Clay materials, compared to other building materials, have both a low environmental impact [14,15,16] and a high specific surface area [17,18,19,20]. Therefore, it is a very suitable material for interior moisture control [21,22,23].

The following search deals specifically with the sorption properties of clay materials and structures; both steady state and dynamic.

1.2. Sorption Properties of Clay Materials and Structures

1.2.1. Sorption Properties in Steady State

In many articles, significantly better sorption properties of clay materials compared to commonly used building materials as measured in terms of sorption isotherms have been presented [21,24,25,26,27,28,29,30,31,32,33].

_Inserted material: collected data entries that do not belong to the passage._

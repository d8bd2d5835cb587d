//! IO register (8 bits): excitation current sources.
//!
//! | Bits | Field            | Type                     |
//! |------|------------------|--------------------------|
//! | 7:4  | —                | reserved, 0              |
//! | 3:2  | IEXCDIR1:0       | [`ExcitationDirection`]  |
//! | 1:0  | IEXCEN1:0        | [`ExcitationCurrent`]    |

use crate::registers::{IO_IEXCDIR_MASK, IO_IEXCDIR_SHIFT, IO_IEXCEN_MASK};

/// IEXCEN1:IEXCEN0 excitation current value.
#[derive(Debug, Clone, Copy, PartialEq, Eq, Hash)]
#[cfg_attr(feature = "defmt", derive(defmt::Format))]
#[repr(u8)]
pub enum ExcitationCurrent {
    /// Current sources off.
    Disabled = 0,
    /// 10 µA.
    Ua10 = 1,
    /// 210 µA.
    Ua210 = 2,
    /// 1 mA.
    Ma1 = 3,
}

impl ExcitationCurrent {
    /// Decode a 2-bit field value (upper bits ignored).
    #[must_use]
    pub const fn from_bits(bits: u8) -> Self {
        match bits & 0x03 {
            0 => Self::Disabled,
            1 => Self::Ua10,
            2 => Self::Ua210,
            _ => Self::Ma1,
        }
    }

    /// Nominal current per source in microamps.
    #[must_use]
    pub const fn microamps(self) -> u16 {
        match self {
            Self::Disabled => 0,
            Self::Ua10 => 10,
            Self::Ua210 => 210,
            Self::Ma1 => 1000,
        }
    }
}

/// IEXCDIR1:IEXCDIR0 routing of the two current sources.
#[derive(Debug, Clone, Copy, PartialEq, Eq, Hash)]
#[cfg_attr(feature = "defmt", derive(defmt::Format))]
#[repr(u8)]
pub enum ExcitationDirection {
    /// IEXC1 → IOUT1, IEXC2 → IOUT2.
    Normal = 0,
    /// IEXC1 → IOUT2, IEXC2 → IOUT1.
    Inverse = 1,
    /// Both sources → IOUT1 (10 µA and 210 µA only).
    BothToOut1 = 2,
    /// Both sources → IOUT2 (10 µA and 210 µA only).
    BothToOut2 = 3,
}

impl ExcitationDirection {
    /// Decode a 2-bit field value (upper bits ignored).
    #[must_use]
    pub const fn from_bits(bits: u8) -> Self {
        match bits & 0x03 {
            0 => Self::Normal,
            1 => Self::Inverse,
            2 => Self::BothToOut1,
            _ => Self::BothToOut2,
        }
    }
}

/// Typed view of the 8-bit IO register.
#[derive(Debug, Clone, Copy, PartialEq, Eq, Hash)]
#[cfg_attr(feature = "defmt", derive(defmt::Format))]
pub struct IoRegister {
    /// Excitation current value.
    pub current: ExcitationCurrent,
    /// Excitation current routing.
    pub direction: ExcitationDirection,
}

impl IoRegister {
    /// Power-on value: excitation disabled, normal routing.
    pub const DEFAULT: Self = Self {
        current: ExcitationCurrent::Disabled,
        direction: ExcitationDirection::Normal,
    };

    /// Encode into the raw register value. Reserved bits are zero.
    #[must_use]
    #[allow(clippy::arithmetic_side_effects)]
    pub const fn to_raw(self) -> u8 {
        let dir = ((self.direction as u8) << IO_IEXCDIR_SHIFT) & IO_IEXCDIR_MASK;
        dir | ((self.current as u8) & IO_IEXCEN_MASK)
    }

    /// Decode a raw register value. Reserved bits are ignored.
    #[must_use]
    #[allow(clippy::arithmetic_side_effects)]
    pub const fn from_raw(raw: u8) -> Self {
        Self {
            current: ExcitationCurrent::from_bits(raw & IO_IEXCEN_MASK),
            direction: ExcitationDirection::from_bits((raw & IO_IEXCDIR_MASK) >> IO_IEXCDIR_SHIFT),
        }
    }
}

impl Default for IoRegister {
    fn default() -> Self {
        Self::DEFAULT
    }
}

impl From<IoRegister> for u8 {
    fn from(reg: IoRegister) -> Self {
        reg.to_raw()
    }
}

impl From<u8> for IoRegister {
    fn from(raw: u8) -> Self {
        Self::from_raw(raw)
    }
}
//! Communications-register command codec.
//!
//! Every transaction begins with one command byte written to the
//! communications register. The byte carries the target register address in
//! bits 5:3 and the direction in bit 6; [`COMM_MASK`] keeps bits 7, 1 and 0
//! at zero.
//!
//! | Register     | Write  | Read   |
//! |--------------|--------|--------|
//! | Comm/Status  | `0x00` | `0x40` |
//! | Mode         | `0x08` | `0x48` |
//! | Config       | `0x10` | `0x50` |
//! | Data         | `0x18` | `0x58` |
//! | ID           | `0x20` | `0x60` |
//! | IO           | `0x28` | `0x68` |
//! | Offset       | `0x30` | `0x70` |
//! | Full-scale   | `0x38` | `0x78` |

use crate::registers::{
    COMM_CREAD, COMM_MASK, COMM_READ, COMM_RS_SHIFT, COMM_WRITE, REG_COMM_STATUS, REG_CONFIG,
    REG_DATA, REG_FULLSCALE, REG_ID, REG_IO, REG_MODE, REG_OFFSET,
};

/// On-chip register selected by a command byte.
#[derive(Debug, Clone, Copy, PartialEq, Eq, Hash)]
#[cfg_attr(feature = "defmt", derive(defmt::Format))]
pub enum Register {
    /// Communications register on write, status register on read.
    CommStatus,
    /// Mode register.
    Mode,
    /// Configuration register.
    Config,
    /// Conversion data register.
    Data,
    /// Identity register.
    Id,
    /// IO (excitation current) register.
    Io,
    /// Offset calibration register.
    Offset,
    /// Full-scale calibration register.
    FullScale,
}

impl Register {
    /// All registers in address order.
    pub const ALL: [Self; 8] = [
        Self::CommStatus,
        Self::Mode,
        Self::Config,
        Self::Data,
        Self::Id,
        Self::Io,
        Self::Offset,
        Self::FullScale,
    ];

    /// RS2:RS0 address of the register (unshifted).
    #[must_use]
    pub const fn address(self) -> u8 {
        match self {
            Self::CommStatus => REG_COMM_STATUS,
            Self::Mode => REG_MODE,
            Self::Config => REG_CONFIG,
            Self::Data => REG_DATA,
            Self::Id => REG_ID,
            Self::Io => REG_IO,
            Self::Offset => REG_OFFSET,
            Self::FullScale => REG_FULLSCALE,
        }
    }
}

/// Direction of the operation that follows the command byte.
#[derive(Debug, Clone, Copy, PartialEq, Eq, Hash)]
#[cfg_attr(feature = "defmt", derive(defmt::Format))]
pub enum Access {
    /// Host writes the register payload.
    Write,
    /// Host reads the register payload.
    Read,
}

impl Access {
    const fn bit(self) -> u8 {
        match self {
            Self::Write => COMM_WRITE,
            Self::Read => COMM_READ,
        }
    }
}

/// A communications-register command byte.
#[derive(Debug, Clone, Copy, PartialEq, Eq, Hash)]
#[cfg_attr(feature = "defmt", derive(defmt::Format))]
#[repr(transparent)]
pub struct Command(u8);

impl Command {
    /// Build the command that selects `register` for `access`.
    #[must_use]
    pub const fn new(register: Register, access: Access) -> Self {
        // address() is at most 7, so the shift stays inside the byte.
        #[allow(clippy::arithmetic_side_effects)]
        let field = register.address() << COMM_RS_SHIFT;
        Self((field | access.bit()) & COMM_MASK)
    }

    /// Shorthand for a write command.
    #[must_use]
    pub const fn write(register: Register) -> Self {
        Self::new(register, Access::Write)
    }

    /// Shorthand for a read command.
    #[must_use]
    pub const fn read(register: Register) -> Self {
        Self::new(register, Access::Read)
    }

    /// Read of the data register with CREAD set (continuous read mode entry).
    #[must_use]
    pub const fn continuous_read() -> Self {
        Self((Self::read(Register::Data).0 | COMM_CREAD) & COMM_MASK)
    }

    /// The byte placed on the wire.
    #[must_use]
    pub const fn byte(self) -> u8 {
        self.0
    }
}

impl From<Command> for u8 {
    fn from(cmd: Command) -> Self {
        cmd.byte()
    }
}

/// Command byte for `register` and `access`.
#[must_use]
pub const fn command_byte(register: Register, access: Access) -> u8 {
    Command::new(register, access).byte()
}
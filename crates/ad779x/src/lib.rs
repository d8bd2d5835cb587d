//! Register-level driver for the Analog Devices AD7792 / AD7793 sigma-delta
//! ADCs.
//!
//! The two parts share one register map and serial protocol; the AD7792
//! returns 16-bit results, the AD7793 24-bit. The driver reads the identity
//! register once and sizes every later data, offset and full-scale exchange
//! to match.
//!
//! # Architecture
//!
//! ```text
//! Application
//!     ↓
//! Ad779x<T>            (device: cached registers, variant, startup state)
//!     ↓
//! Command / registers  (pure encoding: command byte, typed bit fields)
//!     ↓
//! Transport            (CS, byte tx/rx, RDY level; HalTransport or a mock)
//! ```
//!
//! # Features
//!
//! - `std`: `std::error::Error` impls and the [`mocks`] module
//! - `defmt`: `defmt::Format` derives and driver logging
//!
//! # Example
//!
//! ```no_run
//! use ad779x::{Ad779x, Gain, HalTransport, UpdateRate};
//! # use embedded_hal::{digital::{InputPin, OutputPin}, spi::SpiBus};
//! # type E<S, C, R> = ad779x::Error<ad779x::HalError<S, C, R>>;
//! # fn example<S: SpiBus, C: OutputPin, R: InputPin>(
//! #     spi: S,
//! #     cs: C,
//! #     rdy: R,
//! # ) -> Result<u32, E<S::Error, C::Error, R::Error>> {
//! let mut adc = Ad779x::new(HalTransport::new(spi, cs, rdy));
//! adc.initialize()?;
//! adc.set_gain(Gain::X16)?;
//! adc.set_update_rate(UpdateRate::Hz50)?;
//! let sample = adc.read_data_sample()?;
//! # Ok(sample.value())
//! # }
//! ```

// ── Lint policy ─────────────────────────────────────────────────────────────
#![deny(clippy::unwrap_used)] // no .unwrap() in production code
#![deny(clippy::expect_used)] // no .expect() in production code
#![deny(clippy::panic)] // no panic!() in production code
#![deny(clippy::unreachable)]
#![deny(unused_must_use)]
// ────────────────────────────────────────────────────────────────────────────
#![cfg_attr(not(any(test, feature = "std")), no_std)]
#![warn(missing_docs)]
#![warn(clippy::all)]
#![warn(clippy::pedantic)]
#![deny(unsafe_op_in_unsafe_fn)]
#![warn(clippy::print_stdout)] // prefer defmt over println! in lib code
#![allow(clippy::doc_markdown)] // register and pin names in doc comments
#![allow(clippy::must_use_candidate)] // register accessors — callers decide
#![allow(clippy::module_name_repetitions)]
#![allow(clippy::missing_errors_doc)]

pub mod command;
pub mod config;
pub mod device;
pub mod error;
pub mod io;
pub mod mocks;
pub mod mode;
pub mod registers;
pub mod settings;
pub mod status;
pub mod transport;
pub mod variant;

pub use command::{command_byte, Access, Command, Register};
pub use config::{BiasVoltage, Channel, ConfigRegister, Gain, Polarity, Reference};
pub use device::Ad779x;
pub use error::Error;
pub use io::{ExcitationCurrent, ExcitationDirection, IoRegister};
pub use mode::{ClockSource, ModeRegister, OperatingMode, UpdateRate};
pub use settings::Settings;
pub use status::StatusRegister;
pub use transport::{ChipSelect, HalError, HalTransport, Transport};
pub use variant::{DataWidth, Model, RawValue, StartupState};
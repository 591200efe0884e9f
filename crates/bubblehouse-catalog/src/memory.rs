//! In-memory catalog, loadable from a JSON file.
//!
//! ```json
//! {
//!   "products": [
//!     { "id": 1, "title": "Mug", "slug": "mug", "status": "publish",
//!       "created_at": "2024-05-01T12:00:00Z", "updated_at": "2024-05-01T12:00:00Z",
//!       "category_ids": [7], "type": "simple", "price": "9.99" }
//!   ],
//!   "terms": [ { "id": 7, "name": "Kitchen", "slug": "kitchen" } ]
//! }
//! ```

use std::path::Path;

use serde::Deserialize;

use crate::error::CatalogError;
use crate::source::{CatalogSource, SourceProduct, SourceTerm, TermMetadata};

#[derive(Debug, Clone, Default, Deserialize)]
pub struct MemoryCatalog {
    #[serde(default)]
    products: Vec<SourceProduct>,
    #[serde(default)]
    terms: Vec<MemoryTerm>,
}

#[derive(Debug, Clone, Deserialize)]
struct MemoryTerm {
    #[serde(flatten)]
    term: SourceTerm,
    #[serde(default)]
    thumbnail_url: Option<String>,
}

impl MemoryCatalog {
    #[must_use]
    pub fn new() -> Self {
        Self::default()
    }

    #[must_use]
    pub fn with_product(mut self, product: SourceProduct) -> Self {
        self.products.push(product);
        self
    }

    #[must_use]
    pub fn with_term(mut self, term: SourceTerm, thumbnail_url: Option<&str>) -> Self {
        self.terms.push(MemoryTerm {
            term,
            thumbnail_url: thumbnail_url.map(str::to_string),
        });
        self
    }

    /// Loads a catalog from a JSON file.
    ///
    /// # Errors
    ///
    /// Returns [`CatalogError::FixtureIo`] if the file cannot be read and
    /// [`CatalogError::Deserialize`] if it does not match the expected shape.
    pub fn from_json_file(path: &Path) -> Result<Self, CatalogError> {
        let content = std::fs::read_to_string(path).map_err(|e| CatalogError::FixtureIo {
            path: path.display().to_string(),
            source: e,
        })?;
        Self::from_json_str(&content, &path.display().to_string())
    }

    /// Parses a catalog from a JSON string; `context` names it in errors.
    ///
    /// # Errors
    ///
    /// Returns [`CatalogError::Deserialize`] if `json` does not match the
    /// expected shape.
    pub fn from_json_str(json: &str, context: &str) -> Result<Self, CatalogError> {
        serde_json::from_str(json).map_err(|e| CatalogError::Deserialize {
            context: format!("catalog file {context}"),
            source: e,
        })
    }
}

impl CatalogSource for MemoryCatalog {
    async fn list_product_ids(&self) -> Result<Vec<u64>, CatalogError> {
        Ok(self.products.iter().map(|p| p.id).collect())
    }

    async fn get_product(&self, id: u64) -> Result<Option<SourceProduct>, CatalogError> {
        Ok(self.products.iter().find(|p| p.id == id).cloned())
    }

    async fn list_terms(&self) -> Result<Vec<SourceTerm>, CatalogError> {
        Ok(self.terms.iter().map(|t| t.term.clone()).collect())
    }

    async fn term_metadata(&self, term_id: u64) -> Result<TermMetadata, CatalogError> {
        Ok(self
            .terms
            .iter()
            .find(|t| t.term.id == term_id)
            .map(|t| TermMetadata {
                thumbnail_url: t.thumbnail_url.clone(),
            })
            .unwrap_or_default())
    }

    async fn list_product_ids_in_term(&self, term_id: u64) -> Result<Vec<u64>, CatalogError> {
        Ok(self
            .products
            .iter()
            .filter(|p| p.category_ids.contains(&term_id))
            .map(|p| p.id)
            .collect())
    }
}
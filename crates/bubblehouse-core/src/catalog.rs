//! Wire schema for the `UpdateProducts3` endpoint.
//!
//! Ids are always strings, whatever their native type in the store, so the
//! schema stays type-stable. Optional fields are omitted from the JSON when
//! absent rather than serialized as `null`: the receiving service treats a
//! missing `someImageUrl` as "no image" and a missing `productIds` as "no
//! products".

use chrono::{DateTime, Utc};
use serde::{Deserialize, Serialize};

/// A product as sent to Bubblehouse.
#[derive(Debug, Clone, PartialEq, Serialize, Deserialize)]
#[serde(rename_all = "camelCase")]
pub struct Product {
    pub id: String,
    pub title: String,
    pub slug: String,
    /// `true` unless the product is published.
    pub inactive: bool,
    pub tags: Vec<String>,
    pub created_at: DateTime<Utc>,
    pub updated_at: DateTime<Utc>,
    /// Always `false`: deletions are never propagated.
    pub deleted: bool,
    #[serde(default, skip_serializing_if = "Option::is_none")]
    pub some_image_url: Option<String>,
    #[serde(default, skip_serializing_if = "Option::is_none")]
    pub collection_ids: Option<Vec<String>>,
    pub variants: Vec<Variant>,
}

/// A purchasable unit of a [`Product`].
#[derive(Debug, Clone, PartialEq, Eq, Serialize, Deserialize)]
#[serde(rename_all = "camelCase")]
pub struct Variant {
    pub id: String,
    pub title: String,
    /// Decimal string with exactly six fractional digits, e.g. `"9.990000"`.
    pub price: String,
    pub price_known: bool,
    pub deleted: bool,
}

/// A product category as sent to Bubblehouse.
#[derive(Debug, Clone, PartialEq, Eq, Serialize, Deserialize)]
#[serde(rename_all = "camelCase")]
pub struct Collection {
    pub id: String,
    pub title: String,
    pub slug: String,
    pub deleted: bool,
    #[serde(default, skip_serializing_if = "Option::is_none")]
    pub some_image_url: Option<String>,
    #[serde(default, skip_serializing_if = "Option::is_none")]
    pub product_ids: Option<Vec<String>>,
}

/// Request body of `UpdateProducts3`.
#[derive(Debug, Clone, PartialEq, Serialize, Deserialize)]
#[serde(rename_all = "camelCase")]
pub struct SyncPayload {
    pub products: Vec<Product>,
    pub collections: Vec<Collection>,
    pub replace_products: bool,
    pub replace_collections: bool,
    pub debug: bool,
}

impl SyncPayload {
    /// Builds an incremental snapshot: nothing is replaced or tombstoned on
    /// the remote side, and debug mode is off.
    #[must_use]
    pub fn incremental(products: Vec<Product>, collections: Vec<Collection>) -> Self {
        Self {
            products,
            collections,
            replace_products: false,
            replace_collections: false,
            debug: false,
        }
    }

    /// Total number of variants across all products.
    #[must_use]
    pub fn variant_count(&self) -> usize {
        self.products.iter().map(|p| p.variants.len()).sum()
    }
}

#[cfg(test)]
mod tests {
    use chrono::TimeZone;
    use serde_json::Value;

    use super::*;

    fn bare_product() -> Product {
        Product {
            id: "42".to_string(),
            title: "Mug".to_string(),
            slug: "mug".to_string(),
            inactive: false,
            tags: vec![],
            created_at: Utc.with_ymd_and_hms(2024, 1, 2, 3, 4, 5).unwrap(),
            updated_at: Utc.with_ymd_and_hms(2024, 1, 2, 3, 4, 5).unwrap(),
            deleted: false,
            some_image_url: None,
            collection_ids: None,
            variants: vec![Variant {
                id: "42".to_string(),
                title: "Mug".to_string(),
                price: "0.000000".to_string(),
                price_known: false,
                deleted: false,
            }],
        }
    }

    #[test]
    fn product_omits_absent_optional_keys() {
        let json = serde_json::to_value(bare_product()).unwrap();
        let obj = json.as_object().unwrap();
        assert!(!obj.contains_key("someImageUrl"));
        assert!(!obj.contains_key("collectionIds"));
        assert_eq!(obj["createdAt"], Value::from("2024-01-02T03:04:05Z"));
        assert_eq!(obj["variants"][0]["priceKnown"], Value::Bool(false));
    }

    #[test]
    fn product_includes_present_optional_keys() {
        let mut product = bare_product();
        product.some_image_url = Some("https://cdn.example.com/mug.jpg".to_string());
        product.collection_ids = Some(vec!["7".to_string()]);
        let json = serde_json::to_value(product).unwrap();
        assert_eq!(json["someImageUrl"], "https://cdn.example.com/mug.jpg");
        assert_eq!(json["collectionIds"], serde_json::json!(["7"]));
    }

    #[test]
    fn collection_omits_product_ids_when_absent() {
        let collection = Collection {
            id: "7".to_string(),
            title: "Kitchen".to_string(),
            slug: "kitchen".to_string(),
            deleted: false,
            some_image_url: None,
            product_ids: None,
        };
        let json = serde_json::to_value(collection).unwrap();
        let obj = json.as_object().unwrap();
        assert!(!obj.contains_key("productIds"));
        assert!(!obj.contains_key("someImageUrl"));
    }

    #[test]
    fn incremental_payload_flags_are_false() {
        let payload = SyncPayload::incremental(vec![bare_product()], vec![]);
        let json = serde_json::to_value(&payload).unwrap();
        assert_eq!(json["replaceProducts"], Value::Bool(false));
        assert_eq!(json["replaceCollections"], Value::Bool(false));
        assert_eq!(json["debug"], Value::Bool(false));
        assert_eq!(payload.variant_count(), 1);
    }
}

The results clearly show that the higher amount of clay minerals in the clay materials, the higher the absorption capacity of the materials. This is further influenced by the content of various types of clayey minerals.

The hygrothermal properties of clay materials were also measured in the context of their chemical stabilization with cement or lime. This principle is used to ensure greater mechanical stability. However, it slightly degrades the sorption properties and the environmental impact.

The result of the search shows that a large number of experimentally measured sorption isotherms of clay materials can be traced, while individual results cannot be directly compared. The mixtures were often measured under different boundary conditions that directly affect the resulting values.

The type and amount of clay minerals used, the chemical stabilization, the ratio of clays and sands in the mixture, etc. have a fundamental effect on the sorption isotherms of clay materials.

The sorption isotherm is understood as a hygrothermal property of the material, but it itself has little informative value for construction methods. However, a significant application can be found in dynamic calculations (e.g., WUFI) and in mathematical zone moisture models. It is also part of the MBV calculation.

However, adsorption and desorption isotherms are measured only at a steady state. The comparison is inappropriate for realistic behaviour as the dynamic process of sorption of indoor air moisture is not reflected. The sorption isotherms also do not tell anything about the building structure itself, which typically consists of different materials in several layers. Therefore, the following is a search for the dynamic sorption properties of building structures, not only materials.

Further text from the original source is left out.